[Source records]
● ● ● ● ●

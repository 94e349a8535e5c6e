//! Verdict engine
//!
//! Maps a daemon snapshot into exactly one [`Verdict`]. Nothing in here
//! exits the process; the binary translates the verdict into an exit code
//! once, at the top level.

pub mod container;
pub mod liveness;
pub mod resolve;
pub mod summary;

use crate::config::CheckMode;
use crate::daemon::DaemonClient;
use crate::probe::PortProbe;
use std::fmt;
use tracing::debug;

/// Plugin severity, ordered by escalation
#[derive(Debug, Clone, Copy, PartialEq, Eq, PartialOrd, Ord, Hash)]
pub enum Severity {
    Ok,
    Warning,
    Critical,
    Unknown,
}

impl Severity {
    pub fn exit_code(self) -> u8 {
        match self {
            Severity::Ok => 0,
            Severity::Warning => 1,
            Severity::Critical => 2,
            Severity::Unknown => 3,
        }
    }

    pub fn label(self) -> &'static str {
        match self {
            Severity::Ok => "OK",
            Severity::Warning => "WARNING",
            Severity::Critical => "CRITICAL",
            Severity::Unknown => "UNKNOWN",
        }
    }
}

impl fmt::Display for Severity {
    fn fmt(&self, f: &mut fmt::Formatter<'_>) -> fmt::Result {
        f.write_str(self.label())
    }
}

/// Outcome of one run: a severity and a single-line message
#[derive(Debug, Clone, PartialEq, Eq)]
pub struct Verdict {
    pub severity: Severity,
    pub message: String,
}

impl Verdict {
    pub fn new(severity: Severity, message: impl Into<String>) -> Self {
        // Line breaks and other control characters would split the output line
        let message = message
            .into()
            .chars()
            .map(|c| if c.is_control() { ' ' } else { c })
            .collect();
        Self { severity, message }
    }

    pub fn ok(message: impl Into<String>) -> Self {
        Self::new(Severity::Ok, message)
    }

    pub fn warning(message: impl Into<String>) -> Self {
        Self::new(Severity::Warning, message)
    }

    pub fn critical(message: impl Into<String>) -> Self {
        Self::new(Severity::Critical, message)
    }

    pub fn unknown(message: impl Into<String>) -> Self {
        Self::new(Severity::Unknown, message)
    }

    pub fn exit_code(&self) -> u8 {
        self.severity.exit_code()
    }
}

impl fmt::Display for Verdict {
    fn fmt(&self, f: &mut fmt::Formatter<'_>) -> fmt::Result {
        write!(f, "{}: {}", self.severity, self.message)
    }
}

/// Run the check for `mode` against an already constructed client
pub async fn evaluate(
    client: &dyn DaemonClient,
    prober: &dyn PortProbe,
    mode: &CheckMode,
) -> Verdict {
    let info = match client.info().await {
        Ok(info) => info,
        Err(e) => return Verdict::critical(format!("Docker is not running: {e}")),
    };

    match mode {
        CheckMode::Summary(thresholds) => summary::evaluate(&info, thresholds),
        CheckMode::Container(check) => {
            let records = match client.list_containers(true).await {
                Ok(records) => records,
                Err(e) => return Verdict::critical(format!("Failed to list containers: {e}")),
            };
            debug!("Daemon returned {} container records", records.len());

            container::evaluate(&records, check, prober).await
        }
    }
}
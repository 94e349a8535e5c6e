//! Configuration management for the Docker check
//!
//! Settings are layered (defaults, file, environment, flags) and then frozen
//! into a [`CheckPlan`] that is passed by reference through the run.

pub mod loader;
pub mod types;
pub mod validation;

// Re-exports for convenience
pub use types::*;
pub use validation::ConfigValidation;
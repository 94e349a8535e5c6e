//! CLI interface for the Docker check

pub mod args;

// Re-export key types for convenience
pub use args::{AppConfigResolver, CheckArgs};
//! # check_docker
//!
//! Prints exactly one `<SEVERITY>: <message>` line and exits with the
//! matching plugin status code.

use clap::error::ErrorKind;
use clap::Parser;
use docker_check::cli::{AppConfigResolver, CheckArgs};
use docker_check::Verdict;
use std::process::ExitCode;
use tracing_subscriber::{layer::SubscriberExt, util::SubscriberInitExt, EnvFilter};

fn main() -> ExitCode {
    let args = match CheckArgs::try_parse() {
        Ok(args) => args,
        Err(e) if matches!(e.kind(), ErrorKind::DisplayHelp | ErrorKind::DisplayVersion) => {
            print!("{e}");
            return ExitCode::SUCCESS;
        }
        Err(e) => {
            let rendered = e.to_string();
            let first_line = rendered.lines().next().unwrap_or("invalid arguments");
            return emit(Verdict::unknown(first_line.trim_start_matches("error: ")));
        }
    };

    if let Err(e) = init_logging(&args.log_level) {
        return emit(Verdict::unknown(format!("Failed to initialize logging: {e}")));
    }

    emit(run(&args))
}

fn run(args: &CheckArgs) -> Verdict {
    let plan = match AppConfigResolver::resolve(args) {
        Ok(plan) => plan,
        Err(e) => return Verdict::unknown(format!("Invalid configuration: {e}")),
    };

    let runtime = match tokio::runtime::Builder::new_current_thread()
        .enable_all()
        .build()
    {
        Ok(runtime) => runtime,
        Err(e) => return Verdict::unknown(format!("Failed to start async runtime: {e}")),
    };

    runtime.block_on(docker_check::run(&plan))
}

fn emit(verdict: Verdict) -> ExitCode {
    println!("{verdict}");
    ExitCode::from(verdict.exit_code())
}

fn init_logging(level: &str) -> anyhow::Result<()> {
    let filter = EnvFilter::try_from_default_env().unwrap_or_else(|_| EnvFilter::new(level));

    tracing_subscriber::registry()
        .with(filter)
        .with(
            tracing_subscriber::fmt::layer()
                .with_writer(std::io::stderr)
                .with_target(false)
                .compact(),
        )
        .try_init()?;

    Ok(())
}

● ● ● ● ●

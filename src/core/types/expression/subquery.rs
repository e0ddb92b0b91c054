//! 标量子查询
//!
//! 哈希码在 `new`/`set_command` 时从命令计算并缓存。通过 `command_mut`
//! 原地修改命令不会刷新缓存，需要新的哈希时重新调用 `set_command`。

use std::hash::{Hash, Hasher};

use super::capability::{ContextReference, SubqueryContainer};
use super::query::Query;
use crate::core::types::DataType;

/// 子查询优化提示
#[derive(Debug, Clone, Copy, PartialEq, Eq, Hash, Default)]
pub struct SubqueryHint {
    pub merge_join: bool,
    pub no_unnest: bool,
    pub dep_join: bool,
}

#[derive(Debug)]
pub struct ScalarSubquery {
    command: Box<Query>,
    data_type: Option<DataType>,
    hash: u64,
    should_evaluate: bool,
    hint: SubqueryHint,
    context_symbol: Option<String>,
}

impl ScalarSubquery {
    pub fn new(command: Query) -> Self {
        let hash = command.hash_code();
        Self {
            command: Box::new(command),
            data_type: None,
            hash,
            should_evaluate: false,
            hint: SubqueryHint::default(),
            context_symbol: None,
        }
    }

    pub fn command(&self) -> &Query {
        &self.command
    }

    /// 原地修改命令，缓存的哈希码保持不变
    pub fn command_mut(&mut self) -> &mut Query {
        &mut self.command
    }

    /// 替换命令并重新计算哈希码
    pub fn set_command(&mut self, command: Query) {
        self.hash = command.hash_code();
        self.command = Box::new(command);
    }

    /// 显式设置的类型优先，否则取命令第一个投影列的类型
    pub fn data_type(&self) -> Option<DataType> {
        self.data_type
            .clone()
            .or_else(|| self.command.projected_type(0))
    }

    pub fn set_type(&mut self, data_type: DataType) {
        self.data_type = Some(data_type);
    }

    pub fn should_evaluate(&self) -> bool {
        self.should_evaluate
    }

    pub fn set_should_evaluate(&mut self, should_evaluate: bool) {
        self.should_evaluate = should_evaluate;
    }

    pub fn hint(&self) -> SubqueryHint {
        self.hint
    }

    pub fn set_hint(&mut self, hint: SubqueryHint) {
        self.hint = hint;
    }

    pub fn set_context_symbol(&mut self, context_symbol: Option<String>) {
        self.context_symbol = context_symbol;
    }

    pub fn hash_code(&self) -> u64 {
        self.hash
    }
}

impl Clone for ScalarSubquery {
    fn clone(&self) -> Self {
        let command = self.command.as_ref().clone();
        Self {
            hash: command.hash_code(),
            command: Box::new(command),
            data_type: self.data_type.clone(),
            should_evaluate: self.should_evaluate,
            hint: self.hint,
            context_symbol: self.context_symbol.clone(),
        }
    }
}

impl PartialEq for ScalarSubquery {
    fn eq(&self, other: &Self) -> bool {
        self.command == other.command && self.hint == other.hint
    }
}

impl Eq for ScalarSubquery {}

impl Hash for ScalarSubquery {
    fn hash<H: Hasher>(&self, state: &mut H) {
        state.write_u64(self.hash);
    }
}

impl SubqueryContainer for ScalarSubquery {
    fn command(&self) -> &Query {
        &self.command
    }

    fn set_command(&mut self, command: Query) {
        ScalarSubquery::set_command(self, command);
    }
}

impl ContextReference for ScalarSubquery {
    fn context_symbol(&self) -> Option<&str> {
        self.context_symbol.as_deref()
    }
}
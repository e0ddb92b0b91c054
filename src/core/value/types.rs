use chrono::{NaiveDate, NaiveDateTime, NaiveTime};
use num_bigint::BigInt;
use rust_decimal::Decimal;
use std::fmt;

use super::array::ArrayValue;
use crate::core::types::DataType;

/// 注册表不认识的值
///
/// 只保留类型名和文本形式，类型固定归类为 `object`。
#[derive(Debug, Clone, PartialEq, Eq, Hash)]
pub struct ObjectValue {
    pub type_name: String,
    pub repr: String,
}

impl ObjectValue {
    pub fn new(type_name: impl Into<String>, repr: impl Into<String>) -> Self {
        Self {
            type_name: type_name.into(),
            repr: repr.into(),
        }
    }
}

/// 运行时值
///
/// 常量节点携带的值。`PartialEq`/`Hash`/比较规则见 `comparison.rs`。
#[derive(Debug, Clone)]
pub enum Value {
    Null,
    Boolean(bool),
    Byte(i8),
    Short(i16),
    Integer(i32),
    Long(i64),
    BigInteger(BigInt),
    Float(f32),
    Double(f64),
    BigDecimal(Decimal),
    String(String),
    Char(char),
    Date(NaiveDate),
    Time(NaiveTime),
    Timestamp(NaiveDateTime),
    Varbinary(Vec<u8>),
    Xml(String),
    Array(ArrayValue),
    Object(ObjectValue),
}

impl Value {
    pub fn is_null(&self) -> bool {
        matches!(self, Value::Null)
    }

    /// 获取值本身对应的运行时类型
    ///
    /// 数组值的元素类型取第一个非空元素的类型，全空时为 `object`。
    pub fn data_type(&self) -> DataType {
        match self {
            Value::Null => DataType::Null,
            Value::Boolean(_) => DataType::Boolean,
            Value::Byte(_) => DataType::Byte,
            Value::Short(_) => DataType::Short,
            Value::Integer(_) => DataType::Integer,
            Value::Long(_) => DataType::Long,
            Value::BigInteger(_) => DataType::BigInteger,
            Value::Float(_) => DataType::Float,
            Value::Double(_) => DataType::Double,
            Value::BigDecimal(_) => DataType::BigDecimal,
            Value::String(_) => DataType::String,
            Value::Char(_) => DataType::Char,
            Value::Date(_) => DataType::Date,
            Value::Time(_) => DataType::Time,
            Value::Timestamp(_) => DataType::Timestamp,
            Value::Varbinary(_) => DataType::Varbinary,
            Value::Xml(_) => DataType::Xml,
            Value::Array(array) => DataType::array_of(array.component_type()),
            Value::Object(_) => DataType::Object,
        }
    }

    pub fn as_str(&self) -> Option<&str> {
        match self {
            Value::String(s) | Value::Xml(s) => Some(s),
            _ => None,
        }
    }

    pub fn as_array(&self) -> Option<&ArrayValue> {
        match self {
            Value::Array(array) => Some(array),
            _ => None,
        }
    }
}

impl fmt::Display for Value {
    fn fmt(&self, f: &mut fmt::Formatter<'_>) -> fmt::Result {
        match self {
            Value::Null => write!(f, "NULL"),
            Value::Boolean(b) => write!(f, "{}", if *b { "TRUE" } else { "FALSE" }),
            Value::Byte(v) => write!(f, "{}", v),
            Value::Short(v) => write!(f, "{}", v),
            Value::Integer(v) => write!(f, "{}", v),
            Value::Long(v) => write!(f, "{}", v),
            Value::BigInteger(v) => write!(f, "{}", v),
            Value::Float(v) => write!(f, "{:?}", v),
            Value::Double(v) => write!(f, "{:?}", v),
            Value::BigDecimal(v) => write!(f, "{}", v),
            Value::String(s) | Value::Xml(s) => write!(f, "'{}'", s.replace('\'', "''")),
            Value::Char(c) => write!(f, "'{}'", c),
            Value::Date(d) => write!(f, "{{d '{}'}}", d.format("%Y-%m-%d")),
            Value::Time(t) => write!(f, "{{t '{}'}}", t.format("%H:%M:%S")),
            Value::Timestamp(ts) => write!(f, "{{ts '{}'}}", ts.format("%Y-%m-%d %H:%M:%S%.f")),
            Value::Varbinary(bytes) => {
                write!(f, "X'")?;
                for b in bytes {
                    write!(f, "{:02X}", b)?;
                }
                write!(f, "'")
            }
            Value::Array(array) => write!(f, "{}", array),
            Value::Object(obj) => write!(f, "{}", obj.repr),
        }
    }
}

● ● ● ● ●

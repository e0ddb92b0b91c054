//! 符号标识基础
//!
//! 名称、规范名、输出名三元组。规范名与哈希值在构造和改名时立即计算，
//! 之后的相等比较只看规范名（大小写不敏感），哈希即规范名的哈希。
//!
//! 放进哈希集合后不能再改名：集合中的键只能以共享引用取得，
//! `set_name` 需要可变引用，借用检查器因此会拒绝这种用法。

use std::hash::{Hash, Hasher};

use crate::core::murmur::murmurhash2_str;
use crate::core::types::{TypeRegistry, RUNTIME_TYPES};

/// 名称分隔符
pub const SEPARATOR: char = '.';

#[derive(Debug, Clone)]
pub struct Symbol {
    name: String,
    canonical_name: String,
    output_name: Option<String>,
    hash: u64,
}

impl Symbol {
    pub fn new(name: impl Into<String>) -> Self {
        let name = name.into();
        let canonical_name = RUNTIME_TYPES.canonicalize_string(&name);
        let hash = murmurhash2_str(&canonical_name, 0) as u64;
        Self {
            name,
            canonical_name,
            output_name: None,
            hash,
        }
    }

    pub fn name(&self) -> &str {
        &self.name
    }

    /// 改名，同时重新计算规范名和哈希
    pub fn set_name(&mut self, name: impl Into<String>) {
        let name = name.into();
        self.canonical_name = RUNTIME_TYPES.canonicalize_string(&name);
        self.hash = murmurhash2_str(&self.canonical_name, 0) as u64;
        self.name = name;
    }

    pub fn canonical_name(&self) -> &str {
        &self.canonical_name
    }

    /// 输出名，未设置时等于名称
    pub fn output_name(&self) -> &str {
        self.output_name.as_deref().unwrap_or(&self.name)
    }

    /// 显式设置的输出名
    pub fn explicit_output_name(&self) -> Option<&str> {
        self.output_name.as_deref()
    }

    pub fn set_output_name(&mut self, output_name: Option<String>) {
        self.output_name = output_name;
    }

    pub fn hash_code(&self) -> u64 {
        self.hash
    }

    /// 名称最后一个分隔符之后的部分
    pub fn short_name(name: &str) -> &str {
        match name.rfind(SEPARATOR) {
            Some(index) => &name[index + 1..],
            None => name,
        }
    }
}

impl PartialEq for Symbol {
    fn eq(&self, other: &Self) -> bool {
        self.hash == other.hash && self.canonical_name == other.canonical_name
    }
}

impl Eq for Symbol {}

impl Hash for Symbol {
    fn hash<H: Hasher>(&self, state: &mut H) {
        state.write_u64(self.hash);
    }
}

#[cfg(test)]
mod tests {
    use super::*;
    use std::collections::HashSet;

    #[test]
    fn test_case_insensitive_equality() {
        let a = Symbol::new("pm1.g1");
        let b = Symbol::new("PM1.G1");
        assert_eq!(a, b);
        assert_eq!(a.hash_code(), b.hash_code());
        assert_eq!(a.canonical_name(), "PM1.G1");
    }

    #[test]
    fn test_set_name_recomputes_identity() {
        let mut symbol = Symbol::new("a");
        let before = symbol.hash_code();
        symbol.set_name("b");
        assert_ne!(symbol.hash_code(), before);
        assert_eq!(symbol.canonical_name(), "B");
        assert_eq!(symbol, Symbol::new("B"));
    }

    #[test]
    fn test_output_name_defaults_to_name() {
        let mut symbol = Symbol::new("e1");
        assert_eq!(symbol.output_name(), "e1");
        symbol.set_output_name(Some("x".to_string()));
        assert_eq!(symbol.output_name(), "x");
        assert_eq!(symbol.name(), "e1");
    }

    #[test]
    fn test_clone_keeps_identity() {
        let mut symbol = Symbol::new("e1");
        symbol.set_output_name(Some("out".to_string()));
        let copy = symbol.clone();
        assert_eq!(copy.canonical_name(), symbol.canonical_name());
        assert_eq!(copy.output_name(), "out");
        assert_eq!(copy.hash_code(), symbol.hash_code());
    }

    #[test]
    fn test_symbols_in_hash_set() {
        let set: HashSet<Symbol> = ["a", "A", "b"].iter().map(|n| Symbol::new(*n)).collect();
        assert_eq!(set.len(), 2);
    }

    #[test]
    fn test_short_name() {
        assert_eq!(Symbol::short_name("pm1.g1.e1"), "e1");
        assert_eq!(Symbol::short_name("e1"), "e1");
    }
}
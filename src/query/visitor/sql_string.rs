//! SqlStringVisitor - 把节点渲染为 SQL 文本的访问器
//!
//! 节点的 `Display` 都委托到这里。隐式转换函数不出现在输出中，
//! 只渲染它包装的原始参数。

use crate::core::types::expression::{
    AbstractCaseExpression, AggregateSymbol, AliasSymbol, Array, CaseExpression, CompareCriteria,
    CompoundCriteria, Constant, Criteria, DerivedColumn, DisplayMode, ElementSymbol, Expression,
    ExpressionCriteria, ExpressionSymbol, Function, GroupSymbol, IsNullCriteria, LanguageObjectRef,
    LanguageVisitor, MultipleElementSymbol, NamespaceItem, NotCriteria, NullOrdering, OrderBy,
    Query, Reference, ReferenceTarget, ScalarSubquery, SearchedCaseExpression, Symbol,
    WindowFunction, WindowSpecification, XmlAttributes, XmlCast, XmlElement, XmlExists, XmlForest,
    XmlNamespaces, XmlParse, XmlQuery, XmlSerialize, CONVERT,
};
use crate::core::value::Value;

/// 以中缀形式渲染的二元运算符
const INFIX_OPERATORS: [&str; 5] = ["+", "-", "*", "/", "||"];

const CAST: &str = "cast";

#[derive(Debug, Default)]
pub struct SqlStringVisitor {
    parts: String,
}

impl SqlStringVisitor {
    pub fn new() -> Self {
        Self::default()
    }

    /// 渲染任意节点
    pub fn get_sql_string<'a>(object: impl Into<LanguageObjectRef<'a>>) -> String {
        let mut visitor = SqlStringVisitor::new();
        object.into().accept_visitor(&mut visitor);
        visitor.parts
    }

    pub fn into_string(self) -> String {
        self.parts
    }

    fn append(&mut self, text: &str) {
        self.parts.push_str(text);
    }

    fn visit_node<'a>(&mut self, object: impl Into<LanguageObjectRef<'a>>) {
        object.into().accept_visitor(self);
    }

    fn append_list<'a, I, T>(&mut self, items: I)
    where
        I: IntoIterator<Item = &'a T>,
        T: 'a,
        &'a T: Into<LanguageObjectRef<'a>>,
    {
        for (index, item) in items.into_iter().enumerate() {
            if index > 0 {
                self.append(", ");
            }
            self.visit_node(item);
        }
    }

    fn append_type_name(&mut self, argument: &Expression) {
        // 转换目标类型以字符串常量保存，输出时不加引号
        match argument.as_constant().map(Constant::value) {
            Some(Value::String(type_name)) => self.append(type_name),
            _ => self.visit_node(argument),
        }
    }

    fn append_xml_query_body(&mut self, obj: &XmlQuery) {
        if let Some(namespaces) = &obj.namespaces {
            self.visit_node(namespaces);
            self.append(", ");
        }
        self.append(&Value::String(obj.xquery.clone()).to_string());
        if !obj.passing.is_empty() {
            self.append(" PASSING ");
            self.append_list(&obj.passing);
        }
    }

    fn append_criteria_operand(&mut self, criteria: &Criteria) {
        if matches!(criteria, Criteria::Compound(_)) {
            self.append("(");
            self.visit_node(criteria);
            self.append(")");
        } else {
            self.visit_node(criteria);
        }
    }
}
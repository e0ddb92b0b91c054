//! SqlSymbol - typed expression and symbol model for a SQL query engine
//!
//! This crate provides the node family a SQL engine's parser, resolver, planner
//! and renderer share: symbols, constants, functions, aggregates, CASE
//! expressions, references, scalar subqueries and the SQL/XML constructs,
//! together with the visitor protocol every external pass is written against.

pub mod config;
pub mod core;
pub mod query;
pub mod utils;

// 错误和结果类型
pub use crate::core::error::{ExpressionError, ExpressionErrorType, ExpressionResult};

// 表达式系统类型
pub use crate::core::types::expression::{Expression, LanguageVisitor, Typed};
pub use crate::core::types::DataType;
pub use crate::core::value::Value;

● ● ● ● ●

Copy each line of the entries that includes the word "process".

Solution:
//! exits the process; the binary translates the verdict into an exit code
use std::process::ExitCode;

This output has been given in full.